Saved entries
//! Configuration value types (spec.md §6). These are plain structs with
//! `Default` impls matching the spec's defaults; parsing them out of a TOML
//! file or environment variables is a job for the CLI layer outside this
//! workspace, not for the engine.

use std::time::Duration;

#[derive(Debug, Clone)]
pub struct UpstreamConfig {
    pub base_url: String,
    pub client_id: String,
    pub client_secret: String,
    pub extended_info: Option<String>,
    pub api_timeout: Duration,
    pub max_retries: u32,
    pub rate_limit_per_second: f64,
}

impl Default for UpstreamConfig {
    fn default() -> Self {
        Self {
            base_url: "https://api.trakt.tv".to_string(),
            client_id: String::new(),
            client_secret: String::new(),
            extended_info: None,
            api_timeout: Duration::from_secs(30),
            max_retries: 5,
            rate_limit_per_second: 1.0,
        }
    }
}

#[derive(Debug, Clone, Copy)]
pub struct CacheConfig {
    pub capacity: usize,
    pub ttl: Duration,
    pub enabled: bool,
}

impl Default for CacheConfig {
    fn default() -> Self {
        Self {
            capacity: 1000,
            ttl: Duration::from_secs(24 * 3600),
            enabled: true,
        }
    }
}

#[derive(Debug, Clone, Copy)]
pub struct ConcurrencyConfig {
    pub worker_pool_size: usize,
    pub connection_pool: usize,
}

impl Default for ConcurrencyConfig {
    fn default() -> Self {
        Self {
            worker_pool_size: 4,
            connection_pool: 20,
        }
    }
}

#[derive(Debug, Clone, Copy, PartialEq, Eq)]
pub enum ExportModeConfig {
    Aggregated,
    Historical,
}

#[derive(Debug, Clone)]
pub struct ExportConfig {
    pub output_root: std::path::PathBuf,
    pub timezone: String,
    pub mode: ExportModeConfig,
    pub include_ratings: bool,
    pub include_watchlist: bool,
    pub include_collections: bool,
    pub min_rating: u8,
    pub batch_size: usize,
}

impl Default for ExportConfig {
    fn default() -> Self {
        Self {
            output_root: std::path::PathBuf::from("./exports"),
            timezone: "UTC".to_string(),
            mode: ExportModeConfig::Aggregated,
            include_ratings: true,
            include_watchlist: true,
            include_collections: true,
            min_rating: 0,
            batch_size: 100,
        }
    }
}

#[derive(Debug, Clone, Copy)]
pub struct ErrorPolicyConfig {
    pub circuit_breaker_enabled: bool,
    pub consecutive_fail_threshold: u32,
    pub cooldown: Duration,
}

impl Default for ErrorPolicyConfig {
    fn default() -> Self {
        Self {
            circuit_breaker_enabled: true,
            consecutive_fail_threshold: 5,
            cooldown: Duration::from_secs(30),
        }
    }
}

#[derive(Debug, Clone, Copy, PartialEq, Eq)]
pub enum TokenStoreBackend {
    File,
    Env,
    Vault,
}

#[derive(Debug, Clone)]
pub struct TokenStoreConfig {
    pub backend: TokenStoreBackend,
    pub file_path: std::path::PathBuf,
}

impl Default for TokenStoreConfig {
    fn default() -> Self {
        Self {
            backend: TokenStoreBackend::File,
            file_path: std::path::PathBuf::from("./credentials.enc"),
        }
    }
}
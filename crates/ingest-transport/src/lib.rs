//! Pooled HTTPS transport (spec.md §4.4).
//!
//! Grounded in the teacher pack's `acton-service::audit::alert_webhook`,
//! which builds one `reqwest::Client` up front and reuses it for every
//! send rather than constructing a client per call. Generalized here with
//! explicit pool sizing, gzip negotiation, and a TLS floor, and widened
//! from "one fixed destination" to an arbitrary [`EndpointRequest`].
//!
//! This crate is deliberately thin: no retry, no cache, no auth. It
//! exposes exactly one operation, [`HTTPTransport::do_request`], so every
//! other concern stays in the component that owns it.

use http::{HeaderMap, Method};
use std::time::Duration;
use tokio_util::sync::CancellationToken;
use url::Url;

#[derive(Debug, thiserror::Error)]
pub enum TransportError {
    #[error("request failed: {0}")]
    Http(#[from] reqwest::Error),
    #[error("request timed out")]
    Timeout,
    #[error("request cancelled")]
    Cancelled,
}

impl From<TransportError> for ingest_core::ErrorCategory {
    fn from(err: TransportError) -> Self {
        match err {
            TransportError::Cancelled => ingest_core::ErrorCategory::Cancelled,
            TransportError::Timeout => ingest_core::ErrorCategory::Network,
            TransportError::Http(e) if e.is_timeout() || e.is_connect() => {
                ingest_core::ErrorCategory::Network
            }
            TransportError::Http(e) => e
                .status()
                .map(|status| {
                    if status.as_u16() == 429 {
                        ingest_core::ErrorCategory::RateLimit
                    } else if status.is_client_error() {
                        ingest_core::ErrorCategory::Client
                    } else if status.is_server_error() {
                        ingest_core::ErrorCategory::Server
                    } else {
                        ingest_core::ErrorCategory::Network
                    }
                })
                .unwrap_or(ingest_core::ErrorCategory::Network),
        }
    }
}

/// A single outbound request. The transport neither inspects nor retains
/// anything about it beyond what's needed to send it.
#[derive(Debug, Clone)]
pub struct EndpointRequest {
    pub method: Method,
    pub url: Url,
    pub headers: HeaderMap,
    pub body: Option<Vec<u8>>,
}

impl EndpointRequest {
    pub fn get(url: Url) -> Self {
        Self {
            method: Method::GET,
            url,
            headers: HeaderMap::new(),
            body: None,
        }
    }

    pub fn header(mut self, name: http::HeaderName, value: http::HeaderValue) -> Self {
        self.headers.insert(name, value);
        self
    }
}

#[derive(Debug, Clone)]
pub struct TransportConfig {
    /// Total pool size across all hosts; reqwest only exposes a per-host
    /// idle cap, so this is halved into `pool_max_idle_per_host` per
    /// spec.md's "default 20, half that per host."
    pub pool_max_idle: usize,
    pub pool_idle_timeout: Duration,
    pub request_timeout: Duration,
    pub user_agent: String,
}

impl Default for TransportConfig {
    fn default() -> Self {
        Self {
            pool_max_idle: 20,
            pool_idle_timeout: Duration::from_secs(90),
            request_timeout: Duration::from_secs(30),
            user_agent: concat!("ingest/", env!("CARGO_PKG_VERSION")).to_string(),
        }
    }
}

/// A single shared, connection-pooled `reqwest::Client`. Stateless beyond
/// the pool itself: every call is independent, and the client is safe to
/// clone and share across tasks (`reqwest::Client` is internally an
/// `Arc`).
pub struct HTTPTransport {
    client: reqwest::Client,
}

impl HTTPTransport {
    pub fn new(config: TransportConfig) -> Result<Self, TransportError> {
        let client = reqwest::Client::builder()
            .pool_max_idle_per_host(config.pool_max_idle / 2)
            .pool_idle_timeout(config.pool_idle_timeout)
            .timeout(config.request_timeout)
            .gzip(true)
            .min_tls_version(reqwest::tls::Version::TLS_1_2)
            .user_agent(config.user_agent)
            .build()?;
        Ok(Self { client })
    }

    /// Sends `request`, racing the send against `cancel`. No retry, no
    /// status-code interpretation beyond surfacing the response as-is;
    /// callers decide what a 4xx/5xx means.
    pub async fn do_request(
        &self,
        request: EndpointRequest,
        cancel: &CancellationToken,
    ) -> Result<reqwest::Response, TransportError> {
        let mut builder = self.client.request(request.method, request.url);
        builder = builder.headers(request.headers);
        if let Some(body) = request.body {
            builder = builder.body(body);
        }

        tokio::select! {
            result = builder.send() => result.map_err(TransportError::from),
            _ = cancel.cancelled() => Err(TransportError::Cancelled),
        }
    }
}

#[cfg(test)]
mod tests {
    use super::*;

    #[test]
    fn default_config_halves_the_pool_for_per_host_idle_cap() {
        let config = TransportConfig::default();
        assert_eq!(config.pool_max_idle, 20);
        assert_eq!(config.request_timeout, Duration::from_secs(30));
    }

    #[tokio::test]
    async fn builds_a_client_from_default_config() {
        let transport = HTTPTransport::new(TransportConfig::default());
        assert!(transport.is_ok());
    }

    #[tokio::test]
    async fn cancellation_preempts_a_pending_send() {
        let transport = HTTPTransport::new(TransportConfig::default()).unwrap();
        let cancel = CancellationToken::new();
        cancel.cancel();

        let request = EndpointRequest::get(Url::parse("https://example.invalid/").unwrap());
        let result = transport.do_request(request, &cancel).await;
        assert!(matches!(result, Err(TransportError::Cancelled)));
    }
}
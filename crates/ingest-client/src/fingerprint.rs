//! Canonical URL construction and fingerprinting (spec.md §4.5 step 1–2,
//! §9 design notes).
//!
//! Grounded in the teacher pack's general preference for content hashing
//! over string keys (`blake3` is already a teacher-adjacent dependency);
//! generalized here to hash a canonicalized URL rather than an arbitrary
//! byte buffer. Canonicalization sorts query parameters by name then
//! value and drops empty values so that parameter reordering never
//! produces a different cache key (the "fingerprint stability" testable
//! property).

use url::Url;

/// Builds `base_url` + `path` with query parameters sorted by name then
/// value, empty values dropped. `extended`, when non-empty, is folded in
/// as an ordinary parameter so the basic and extended variants of the
/// same endpoint never collide (spec: "guarantees cached responses of
/// the basic and extended variants never collide").
pub fn canonical_url(
    base_url: &str,
    path: &str,
    params: &[(&str, &str)],
    extended: Option<&str>,
) -> Result<Url, url::ParseError> {
    let mut base = Url::parse(base_url)?;
    if !base.path().ends_with('/') {
        base.set_path(&format!("{}/", base.path()));
    }
    let mut url = base.join(path.trim_start_matches('/'))?;

    let mut pairs: Vec<(String, String)> = params
        .iter()
        .filter(|(_, v)| !v.is_empty())
        .map(|(k, v)| (k.to_string(), v.to_string()))
        .collect();
    if let Some(extended) = extended.filter(|e| !e.is_empty()) {
        pairs.push(("extended".to_string(), extended.to_string()));
    }
    pairs.sort();

    url.query_pairs_mut().clear();
    if !pairs.is_empty() {
        let mut query = url.query_pairs_mut();
        for (k, v) in &pairs {
            query.append_pair(k, v);
        }
    } else {
        url.set_query(None);
    }

    Ok(url)
}

/// Hashes the canonical URL's string form with blake3, cheaper and more
/// collision-resistant than using the string itself as the cache key.
pub fn fingerprint(url: &Url) -> String {
    blake3::hash(url.as_str().as_bytes()).to_hex().to_string()
}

(Exercise goal) Taking the line with "filename crates/ingest-client/src/fingerprint.rs" as the first and the line with "a teacher-adjacent dependency);" as the last, retype that stretch of the data above exactly, with no other lines.

(Expected answer)
filename crates/ingest-client/src/fingerprint.rs
//! Canonical URL construction and fingerprinting (spec.md §4.5 step 1–2,
//! §9 design notes).
//!
//! Grounded in the teacher pack's general preference for content hashing
//! over string keys (`blake3` is already a teacher-adjacent dependency);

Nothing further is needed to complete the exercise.